(ABOUT THIS TASK) The answer is all of the data, repeated exactly.

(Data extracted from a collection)
■ ■ ■ ■ ■ ■ ■
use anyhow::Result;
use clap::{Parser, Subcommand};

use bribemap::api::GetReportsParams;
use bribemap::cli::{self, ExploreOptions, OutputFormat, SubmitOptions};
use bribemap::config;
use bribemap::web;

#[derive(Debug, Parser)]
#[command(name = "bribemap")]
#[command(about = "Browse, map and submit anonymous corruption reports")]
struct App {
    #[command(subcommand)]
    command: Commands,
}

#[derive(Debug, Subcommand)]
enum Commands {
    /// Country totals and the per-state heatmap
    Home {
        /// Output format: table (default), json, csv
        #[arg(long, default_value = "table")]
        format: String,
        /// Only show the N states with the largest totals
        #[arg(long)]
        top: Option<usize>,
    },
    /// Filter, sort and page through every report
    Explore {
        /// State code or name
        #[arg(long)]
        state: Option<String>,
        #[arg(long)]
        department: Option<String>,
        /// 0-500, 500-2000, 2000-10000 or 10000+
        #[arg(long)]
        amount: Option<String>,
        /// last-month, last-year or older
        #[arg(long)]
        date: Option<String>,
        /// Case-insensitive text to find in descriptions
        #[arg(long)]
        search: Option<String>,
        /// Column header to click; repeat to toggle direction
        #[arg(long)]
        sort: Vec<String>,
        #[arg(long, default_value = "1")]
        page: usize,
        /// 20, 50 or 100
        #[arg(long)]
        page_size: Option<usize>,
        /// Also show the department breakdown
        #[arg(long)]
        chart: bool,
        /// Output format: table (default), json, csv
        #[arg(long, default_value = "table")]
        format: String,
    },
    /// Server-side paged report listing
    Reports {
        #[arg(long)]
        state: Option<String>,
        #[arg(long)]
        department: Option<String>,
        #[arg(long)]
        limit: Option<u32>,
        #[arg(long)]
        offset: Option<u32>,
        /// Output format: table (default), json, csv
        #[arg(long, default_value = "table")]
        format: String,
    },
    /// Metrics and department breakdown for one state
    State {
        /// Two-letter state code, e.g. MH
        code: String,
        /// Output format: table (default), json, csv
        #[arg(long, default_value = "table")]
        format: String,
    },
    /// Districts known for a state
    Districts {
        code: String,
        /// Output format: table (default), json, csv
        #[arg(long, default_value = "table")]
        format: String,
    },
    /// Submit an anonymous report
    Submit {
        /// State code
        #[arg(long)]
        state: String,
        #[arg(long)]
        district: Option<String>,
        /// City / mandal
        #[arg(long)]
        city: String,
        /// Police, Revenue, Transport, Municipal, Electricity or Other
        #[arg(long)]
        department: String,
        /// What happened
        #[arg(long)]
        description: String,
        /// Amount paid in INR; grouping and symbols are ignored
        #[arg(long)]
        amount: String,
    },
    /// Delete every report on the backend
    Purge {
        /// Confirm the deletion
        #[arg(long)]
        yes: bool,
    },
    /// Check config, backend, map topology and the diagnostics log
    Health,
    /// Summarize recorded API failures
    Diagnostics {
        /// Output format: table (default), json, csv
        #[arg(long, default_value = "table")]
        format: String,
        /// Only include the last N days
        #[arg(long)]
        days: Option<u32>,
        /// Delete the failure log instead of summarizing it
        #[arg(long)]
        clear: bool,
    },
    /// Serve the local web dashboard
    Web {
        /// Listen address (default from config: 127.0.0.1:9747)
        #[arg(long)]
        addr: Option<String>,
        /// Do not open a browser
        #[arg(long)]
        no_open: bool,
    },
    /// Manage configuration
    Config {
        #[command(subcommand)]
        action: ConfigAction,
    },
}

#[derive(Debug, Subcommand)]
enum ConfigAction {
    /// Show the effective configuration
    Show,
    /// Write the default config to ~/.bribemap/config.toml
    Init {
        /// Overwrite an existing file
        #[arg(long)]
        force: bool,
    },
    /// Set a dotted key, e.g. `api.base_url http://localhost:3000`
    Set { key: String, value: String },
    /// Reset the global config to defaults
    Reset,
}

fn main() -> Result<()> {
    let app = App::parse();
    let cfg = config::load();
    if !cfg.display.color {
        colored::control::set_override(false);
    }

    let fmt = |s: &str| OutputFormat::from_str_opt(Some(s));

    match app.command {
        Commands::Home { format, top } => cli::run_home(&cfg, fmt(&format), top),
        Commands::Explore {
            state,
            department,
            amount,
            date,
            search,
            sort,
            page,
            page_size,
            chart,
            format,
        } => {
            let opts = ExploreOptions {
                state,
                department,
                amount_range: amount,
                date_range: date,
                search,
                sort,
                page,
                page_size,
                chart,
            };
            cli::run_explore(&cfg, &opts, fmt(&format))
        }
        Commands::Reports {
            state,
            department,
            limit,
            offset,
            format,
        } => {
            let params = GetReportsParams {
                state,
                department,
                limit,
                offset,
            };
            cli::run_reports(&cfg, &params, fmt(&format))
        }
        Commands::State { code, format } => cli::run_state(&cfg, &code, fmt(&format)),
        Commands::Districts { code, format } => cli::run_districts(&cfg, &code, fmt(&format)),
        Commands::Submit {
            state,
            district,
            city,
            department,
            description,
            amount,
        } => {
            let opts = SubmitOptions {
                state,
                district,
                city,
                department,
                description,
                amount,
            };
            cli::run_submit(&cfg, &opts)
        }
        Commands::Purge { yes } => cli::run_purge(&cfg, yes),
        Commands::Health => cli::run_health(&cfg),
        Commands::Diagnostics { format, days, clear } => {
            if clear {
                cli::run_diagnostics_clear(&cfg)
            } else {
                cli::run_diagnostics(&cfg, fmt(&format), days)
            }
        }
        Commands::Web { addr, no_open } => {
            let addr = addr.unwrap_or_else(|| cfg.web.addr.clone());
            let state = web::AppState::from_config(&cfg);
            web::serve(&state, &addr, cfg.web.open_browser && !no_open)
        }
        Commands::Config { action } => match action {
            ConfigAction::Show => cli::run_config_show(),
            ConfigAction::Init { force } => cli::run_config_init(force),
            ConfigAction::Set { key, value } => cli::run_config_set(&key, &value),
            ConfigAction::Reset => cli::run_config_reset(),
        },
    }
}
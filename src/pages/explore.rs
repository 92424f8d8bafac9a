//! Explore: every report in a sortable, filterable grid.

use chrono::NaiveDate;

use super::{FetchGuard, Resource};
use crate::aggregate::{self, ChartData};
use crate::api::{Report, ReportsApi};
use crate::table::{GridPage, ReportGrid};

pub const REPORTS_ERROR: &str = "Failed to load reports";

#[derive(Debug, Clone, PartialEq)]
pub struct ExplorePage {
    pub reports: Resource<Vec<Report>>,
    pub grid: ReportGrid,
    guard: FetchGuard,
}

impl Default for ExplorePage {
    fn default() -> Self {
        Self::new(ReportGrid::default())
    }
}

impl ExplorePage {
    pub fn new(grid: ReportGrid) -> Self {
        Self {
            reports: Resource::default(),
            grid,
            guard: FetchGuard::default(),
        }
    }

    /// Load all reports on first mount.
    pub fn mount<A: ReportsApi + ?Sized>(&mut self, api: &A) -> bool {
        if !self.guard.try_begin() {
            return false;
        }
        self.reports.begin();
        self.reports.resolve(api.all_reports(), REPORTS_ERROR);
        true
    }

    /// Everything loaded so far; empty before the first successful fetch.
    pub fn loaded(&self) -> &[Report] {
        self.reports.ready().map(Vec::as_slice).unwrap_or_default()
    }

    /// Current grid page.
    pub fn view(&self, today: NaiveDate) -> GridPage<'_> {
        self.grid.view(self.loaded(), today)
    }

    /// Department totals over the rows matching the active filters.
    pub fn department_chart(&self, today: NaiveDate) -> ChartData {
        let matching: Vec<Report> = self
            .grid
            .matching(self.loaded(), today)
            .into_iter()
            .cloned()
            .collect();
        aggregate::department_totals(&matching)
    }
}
■ ■ ■ ■ ■ ■ ■
(RESPONSE)
use anyhow::Result;
use clap::{Parser, Subcommand};

use bribemap::api::GetReportsParams;
use bribemap::cli::{self, ExploreOptions, OutputFormat, SubmitOptions};
use bribemap::config;
use bribemap::web;

#[derive(Debug, Parser)]
#[command(name = "bribemap")]
#[command(about = "Browse, map and submit anonymous corruption reports")]
struct App {
    #[command(subcommand)]
    command: Commands,
}

#[derive(Debug, Subcommand)]
enum Commands {
    /// Country totals and the per-state heatmap
    Home {
        /// Output format: table (default), json, csv
        #[arg(long, default_value = "table")]
        format: String,
        /// Only show the N states with the largest totals
        #[arg(long)]
        top: Option<usize>,
    },
    /// Filter, sort and page through every report
    Explore {
        /// State code or name
        #[arg(long)]
        state: Option<String>,
        #[arg(long)]
        department: Option<String>,
        /// 0-500, 500-2000, 2000-10000 or 10000+
        #[arg(long)]
        amount: Option<String>,
        /// last-month, last-year or older
        #[arg(long)]
        date: Option<String>,
        /// Case-insensitive text to find in descriptions
        #[arg(long)]
        search: Option<String>,
        /// Column header to click; repeat to toggle direction
        #[arg(long)]
        sort: Vec<String>,
        #[arg(long, default_value = "1")]
        page: usize,
        /// 20, 50 or 100
        #[arg(long)]
        page_size: Option<usize>,
        /// Also show the department breakdown
        #[arg(long)]
        chart: bool,
        /// Output format: table (default), json, csv
        #[arg(long, default_value = "table")]
        format: String,
    },
    /// Server-side paged report listing
    Reports {
        #[arg(long)]
        state: Option<String>,
        #[arg(long)]
        department: Option<String>,
        #[arg(long)]
        limit: Option<u32>,
        #[arg(long)]
        offset: Option<u32>,
        /// Output format: table (default), json, csv
        #[arg(long, default_value = "table")]
        format: String,
    },
    /// Metrics and department breakdown for one state
    State {
        /// Two-letter state code, e.g. MH
        code: String,
        /// Output format: table (default), json, csv
        #[arg(long, default_value = "table")]
        format: String,
    },
    /// Districts known for a state
    Districts {
        code: String,
        /// Output format: table (default), json, csv
        #[arg(long, default_value = "table")]
        format: String,
    },
    /// Submit an anonymous report
    Submit {
        /// State code
        #[arg(long)]
        state: String,
        #[arg(long)]
        district: Option<String>,
        /// City / mandal
        #[arg(long)]
        city: String,
        /// Police, Revenue, Transport, Municipal, Electricity or Other
        #[arg(long)]
        department: String,
        /// What happened
        #[arg(long)]
        description: String,
        /// Amount paid in INR; grouping and symbols are ignored
        #[arg(long)]
        amount: String,
    },
    /// Delete every report on the backend
    Purge {
        /// Confirm the deletion
        #[arg(long)]
        yes: bool,
    },
    /// Check config, backend, map topology and the diagnostics log
    Health,
    /// Summarize recorded API failures
    Diagnostics {
        /// Output format: table (default), json, csv
        #[arg(long, default_value = "table")]
        format: String,
        /// Only include the last N days
        #[arg(long)]
        days: Option<u32>,
        /// Delete the failure log instead of summarizing it
        #[arg(long)]
        clear: bool,
    },
    /// Serve the local web dashboard
    Web {
        /// Listen address (default from config: 127.0.0.1:9747)
        #[arg(long)]
        addr: Option<String>,
        /// Do not open a browser
        #[arg(long)]
        no_open: bool,
    },
    /// Manage configuration
    Config {
        #[command(subcommand)]
        action: ConfigAction,
    },
}

#[derive(Debug, Subcommand)]
enum ConfigAction {
    /// Show the effective configuration
    Show,
    /// Write the default config to ~/.bribemap/config.toml
    Init {
        /// Overwrite an existing file
        #[arg(long)]
        force: bool,
    },
    /// Set a dotted key, e.g. `api.base_url http://localhost:3000`
    Set { key: String, value: String },
    /// Reset the global config to defaults
    Reset,
}

fn main() -> Result<()> {
    let app = App::parse();
    let cfg = config::load();
    if !cfg.display.color {
        colored::control::set_override(false);
    }

    let fmt = |s: &str| OutputFormat::from_str_opt(Some(s));

    match app.command {
        Commands::Home { format, top } => cli::run_home(&cfg, fmt(&format), top),
        Commands::Explore {
            state,
            department,
            amount,
            date,
            search,
            sort,
            page,
            page_size,
            chart,
            format,
        } => {
            let opts = ExploreOptions {
                state,
                department,
                amount_range: amount,
                date_range: date,
                search,
                sort,
                page,
                page_size,
                chart,
            };
            cli::run_explore(&cfg, &opts, fmt(&format))
        }
        Commands::Reports {
            state,
            department,
            limit,
            offset,
            format,
        } => {
            let params = GetReportsParams {
                state,
                department,
                limit,
                offset,
            };
            cli::run_reports(&cfg, &params, fmt(&format))
        }
        Commands::State { code, format } => cli::run_state(&cfg, &code, fmt(&format)),
        Commands::Districts { code, format } => cli::run_districts(&cfg, &code, fmt(&format)),
        Commands::Submit {
            state,
            district,
            city,
            department,
            description,
            amount,
        } => {
            let opts = SubmitOptions {
                state,
                district,
                city,
                department,
                description,
                amount,
            };
            cli::run_submit(&cfg, &opts)
        }
        Commands::Purge { yes } => cli::run_purge(&cfg, yes),
        Commands::Health => cli::run_health(&cfg),
        Commands::Diagnostics { format, days, clear } => {
            if clear {
                cli::run_diagnostics_clear(&cfg)
            } else {
                cli::run_diagnostics(&cfg, fmt(&format), days)
            }
        }
        Commands::Web { addr, no_open } => {
            let addr = addr.unwrap_or_else(|| cfg.web.addr.clone());
            let state = web::AppState::from_config(&cfg);
            web::serve(&state, &addr, cfg.web.open_browser && !no_open)
        }
        Commands::Config { action } => match action {
            ConfigAction::Show => cli::run_config_show(),
            ConfigAction::Init { force } => cli::run_config_init(force),
            ConfigAction::Set { key, value } => cli::run_config_set(&key, &value),
            ConfigAction::Reset => cli::run_config_reset(),
        },
    }
}
filename src/pages/explore.rs
repository 92424f8d8bafac9a
//! Explore: every report in a sortable, filterable grid.

use chrono::NaiveDate;

use super::{FetchGuard, Resource};
use crate::aggregate::{self, ChartData};
use crate::api::{Report, ReportsApi};
use crate::table::{GridPage, ReportGrid};

pub const REPORTS_ERROR: &str = "Failed to load reports";

#[derive(Debug, Clone, PartialEq)]
pub struct ExplorePage {
    pub reports: Resource<Vec<Report>>,
    pub grid: ReportGrid,
    guard: FetchGuard,
}

impl Default for ExplorePage {
    fn default() -> Self {
        Self::new(ReportGrid::default())
    }
}

impl ExplorePage {
    pub fn new(grid: ReportGrid) -> Self {
        Self {
            reports: Resource::default(),
            grid,
            guard: FetchGuard::default(),
        }
    }

    /// Load all reports on first mount.
    pub fn mount<A: ReportsApi + ?Sized>(&mut self, api: &A) -> bool {
        if !self.guard.try_begin() {
            return false;
        }
        self.reports.begin();
        self.reports.resolve(api.all_reports(), REPORTS_ERROR);
        true
    }

    /// Everything loaded so far; empty before the first successful fetch.
    pub fn loaded(&self) -> &[Report] {
        self.reports.ready().map(Vec::as_slice).unwrap_or_default()
    }

    /// Current grid page.
    pub fn view(&self, today: NaiveDate) -> GridPage<'_> {
        self.grid.view(self.loaded(), today)
    }

    /// Department totals over the rows matching the active filters.
    pub fn department_chart(&self, today: NaiveDate) -> ChartData {
        let matching: Vec<Report> = self
            .grid
            .matching(self.loaded(), today)
            .into_iter()
            .cloned()
            .collect();
        aggregate::department_totals(&matching)
    }
}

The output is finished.